You can go to either an infectious diseases specialist, a travel medicine clinic, or your family physician. (Your family doctor will have many of these vaccines in stock, but probably not rabies, Japanese encephalitis, or yellow fever.) Yellow fever vaccine can only be given at a registered yellow fever vaccination center. For extended trips abroad, especially in rural areas, it’s generally advisable to go to an infectious diseases specialist or a travel medicine center. For a partial list of travel clinics, go to the websites of the International Society of Travel Medicine and the American Society of Tropical Medicine and Hygiene.




When should I make an appointment for these vaccinations?

Preferably one month or more before departure.

 

I’ve received some of these vaccines in the past. How do I know if I need a booster?

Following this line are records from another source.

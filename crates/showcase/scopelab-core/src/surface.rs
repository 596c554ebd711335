//! UI surface collaborator and an in-memory implementation.
//!
//! A surface is a flat store of elements addressed by id. Elements carry
//! markers (CSS classes in the browser), text, inline styles, children that
//! are addressed by marker, and an ordered list of log lines. Adapters
//! implement [`UiSurface`]; the core never sees DOM types.

use std::cell::{Cell, RefCell};

use hashbrown::HashMap;

use crate::error::ScopelabError;
use crate::Result;

/// Element store the showcase mutates.
///
/// Methods take `&self`; implementors use interior mutability (the DOM already
/// does). Every id-addressed method returns `NotFound` for an unknown id.
pub trait UiSurface {
    fn contains(&self, id: &str) -> bool;

    fn add_marker(&self, id: &str, marker: &str) -> Result<()>;
    fn remove_marker(&self, id: &str, marker: &str) -> Result<()>;
    fn has_marker(&self, id: &str, marker: &str) -> Result<bool>;

    fn set_style(&self, id: &str, property: &str, value: &str) -> Result<()>;

    /// Set the text of the first child of `id` carrying `child_marker`.
    /// `Ok(false)` when the element exists but has no such child.
    fn set_child_text(&self, id: &str, child_marker: &str, text: &str) -> Result<bool>;
    /// Style counterpart of [`UiSurface::set_child_text`].
    fn set_child_style(
        &self,
        id: &str,
        child_marker: &str,
        property: &str,
        value: &str,
    ) -> Result<bool>;

    /// Append a line to `id`, tagged with `marker`. Returns the new line count.
    fn append_line(&self, id: &str, text: &str, marker: &str) -> Result<usize>;
    fn remove_first_line(&self, id: &str) -> Result<()>;
    fn clear_lines(&self, id: &str) -> Result<()>;

    /// Suppress (or restore) background scrolling of the whole surface.
    fn set_scroll_locked(&self, locked: bool);
}

#[derive(Debug, Clone, Default, PartialEq, Eq)]
pub struct ChildElement {
    pub markers: Vec<String>,
    pub text: String,
    pub styles: HashMap<String, String>,
}

#[derive(Debug, Clone, Default)]
struct Element {
    markers: Vec<String>,
    styles: HashMap<String, String>,
    children: Vec<ChildElement>,
    lines: Vec<(String, String)>,
}

impl Element {
    fn child_mut(&mut self, marker: &str) -> Option<&mut ChildElement> {
        self.children
            .iter_mut()
            .find(|c| c.markers.iter().any(|m| m == marker))
    }
}

/// One effective marker change, in the order it happened.
#[derive(Debug, Clone, PartialEq, Eq)]
pub struct MarkerOp {
    pub id: String,
    pub marker: String,
    pub added: bool,
}

/// Headless surface used by tests and native hosts.
#[derive(Debug, Default)]
pub struct InMemorySurface {
    elements: RefCell<HashMap<String, Element>>,
    marker_ops: RefCell<Vec<MarkerOp>>,
    scroll_locked: Cell<bool>,
}

impl InMemorySurface {
    pub fn new() -> Self {
        Self::default()
    }

    /// Builder form of [`InMemorySurface::insert_element`].
    pub fn with_element(self, id: &str) -> Self {
        self.insert_element(id);
        self
    }

    /// Builder form of [`InMemorySurface::insert_child`].
    pub fn with_child(self, parent: &str, marker: &str) -> Self {
        self.insert_child(parent, marker);
        self
    }

    pub fn insert_element(&self, id: &str) {
        self.elements
            .borrow_mut()
            .entry(id.to_string())
            .or_default();
    }

    /// Add a child tagged `marker` under `parent`, creating the parent if needed.
    pub fn insert_child(&self, parent: &str, marker: &str) {
        let mut elements = self.elements.borrow_mut();
        let el = elements.entry(parent.to_string()).or_default();
        el.children.push(ChildElement {
            markers: vec![marker.to_string()],
            ..ChildElement::default()
        });
    }

    pub fn remove_element(&self, id: &str) -> bool {
        self.elements.borrow_mut().remove(id).is_some()
    }

    pub fn markers(&self, id: &str) -> Option<Vec<String>> {
        self.elements.borrow().get(id).map(|e| e.markers.clone())
    }

    pub fn style(&self, id: &str, property: &str) -> Option<String> {
        self.elements
            .borrow()
            .get(id)
            .and_then(|e| e.styles.get(property).cloned())
    }

    pub fn child(&self, id: &str, marker: &str) -> Option<ChildElement> {
        self.elements.borrow().get(id).and_then(|e| {
            e.children
                .iter()
                .find(|c| c.markers.iter().any(|m| m == marker))
                .cloned()
        })
    }

    /// Line texts of `id`, oldest first.
    pub fn lines(&self, id: &str) -> Option<Vec<String>> {
        self.elements
            .borrow()
            .get(id)
            .map(|e| e.lines.iter().map(|(text, _)| text.clone()).collect())
    }

    /// Marker tags of the lines of `id`, oldest first.
    pub fn line_markers(&self, id: &str) -> Option<Vec<String>> {
        self.elements
            .borrow()
            .get(id)
            .map(|e| e.lines.iter().map(|(_, m)| m.clone()).collect())
    }

    pub fn marker_ops(&self) -> Vec<MarkerOp> {
        self.marker_ops.borrow().clone()
    }

    pub fn scroll_locked(&self) -> bool {
        self.scroll_locked.get()
    }

    fn update<T>(&self, id: &str, f: impl FnOnce(&mut Element) -> T) -> Result<T> {
        let mut elements = self.elements.borrow_mut();
        let el = elements
            .get_mut(id)
            .ok_or_else(|| ScopelabError::not_found(id))?;
        Ok(f(el))
    }

    fn record(&self, id: &str, marker: &str, added: bool) {
        self.marker_ops.borrow_mut().push(MarkerOp {
            id: id.to_string(),
            marker: marker.to_string(),
            added,
        });
    }
}

impl UiSurface for InMemorySurface {
    fn contains(&self, id: &str) -> bool {
        self.elements.borrow().contains_key(id)
    }

    fn add_marker(&self, id: &str, marker: &str) -> Result<()> {
        let changed = self.update(id, |el| {
            if el.markers.iter().any(|m| m == marker) {
                false
            } else {
                el.markers.push(marker.to_string());
                true
            }
        })?;
        if changed {
            self.record(id, marker, true);
        }
        Ok(())
    }

    fn remove_marker(&self, id: &str, marker: &str) -> Result<()> {
        let changed = self.update(id, |el| {
            let before = el.markers.len();
            el.markers.retain(|m| m != marker);
            el.markers.len() != before
        })?;
        if changed {
            self.record(id, marker, false);
        }
        Ok(())
    }

    fn has_marker(&self, id: &str, marker: &str) -> Result<bool> {
        self.update(id, |el| el.markers.iter().any(|m| m == marker))
    }

    fn set_style(&self, id: &str, property: &str, value: &str) -> Result<()> {
        self.update(id, |el| {
            el.styles.insert(property.to_string(), value.to_string());
        })
    }

    fn set_child_text(&self, id: &str, child_marker: &str, text: &str) -> Result<bool> {
        self.update(id, |el| match el.child_mut(child_marker) {
            Some(child) => {
                child.text = text.to_string();
                true
            }
            None => false,
        })
    }

    fn set_child_style(
        &self,
        id: &str,
        child_marker: &str,
        property: &str,
        value: &str,
    ) -> Result<bool> {
        self.update(id, |el| match el.child_mut(child_marker) {
            Some(child) => {
                child.styles.insert(property.to_string(), value.to_string());
                true
            }
            None => false,
        })
    }

    fn append_line(&self, id: &str, text: &str, marker: &str) -> Result<usize> {
        self.update(id, |el| {
            el.lines.push((text.to_string(), marker.to_string()));
            el.lines.len()
        })
    }

    fn remove_first_line(&self, id: &str) -> Result<()> {
        self.update(id, |el| {
            if !el.lines.is_empty() {
                el.lines.remove(0);
            }
        })
    }

    fn clear_lines(&self, id: &str) -> Result<()> {
        self.update(id, |el| el.lines.clear())
    }

    fn set_scroll_locked(&self, locked: bool) {
        self.scroll_locked.set(locked);
    }
}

This is how long the vaccines are effective (i.e. if it’s been longer than this since you were immunized, you need a booster):

  • Hepatitis A — 10 years (after second dose; relatively new vaccine; recommendations not finalized)
  • Typhoid VI (injectable typhoid) — 2 years
  • Vivotif (oral typhoid) — 5 years
  • Hepatitis B — obtain a blood test to determine if still protected
  • Rabies - either revaccinate after 2 years or obtain a blood test to determine if still protected
  • Yellow fever — 10 years
  • Meningococcal — 3 years
  • Japanese encephalitis — 3 years
  • Tetanus-diphtheria — 10 years
  • Measles — lifetime (after second dose)
  • Varicella — lifetime (after second dose)
  • Polio — lifetime (after a single adult booster)
  • Influenza — 4-6 months

 

What is the basis for these recommendations?

The recommendations are largely derived from the publications and websites of the Centers for Disease Control and the World Health Organization. The statements of Health Canada and other governmental agencies have also been considered. For certain diseases, such as typhoid fever, data are limited and official recommendations are somewhat broad. If there is uncertainty in any given situation, we tend to be cautious and recommend giving the vaccine.

 

What do you do of there is a discrepancy between the advice of the Centers for Disease Control (CDC) and the World Health Organization (WHO)?

We err on the side of caution; i.e. in any given situation, if one organization recommends giving a vaccine and the other doesn’t, we generally advise giving the vaccine. On most points, the CDC and WHO are in close agreement. The chief area of discrepancy is yellow fever vaccine. In countries where yellow fever occurs, the WHO usually recommends yellow fever vaccine only for travel to those parts of the country where yellow fever has actually been reported, whereas the CDC generally recommends the vaccine for all travel outside urban areas. We have adopted the latter set of recommendations. Regarding malaria, the CDC recently revised its recommendations to include atovaquone/proguanil (Malarone), which was recently approved by the FDA. The WHO has not yet stated its position on the appropriate use of this drug. Pending comment by WHO, we are following the CDC recommendations.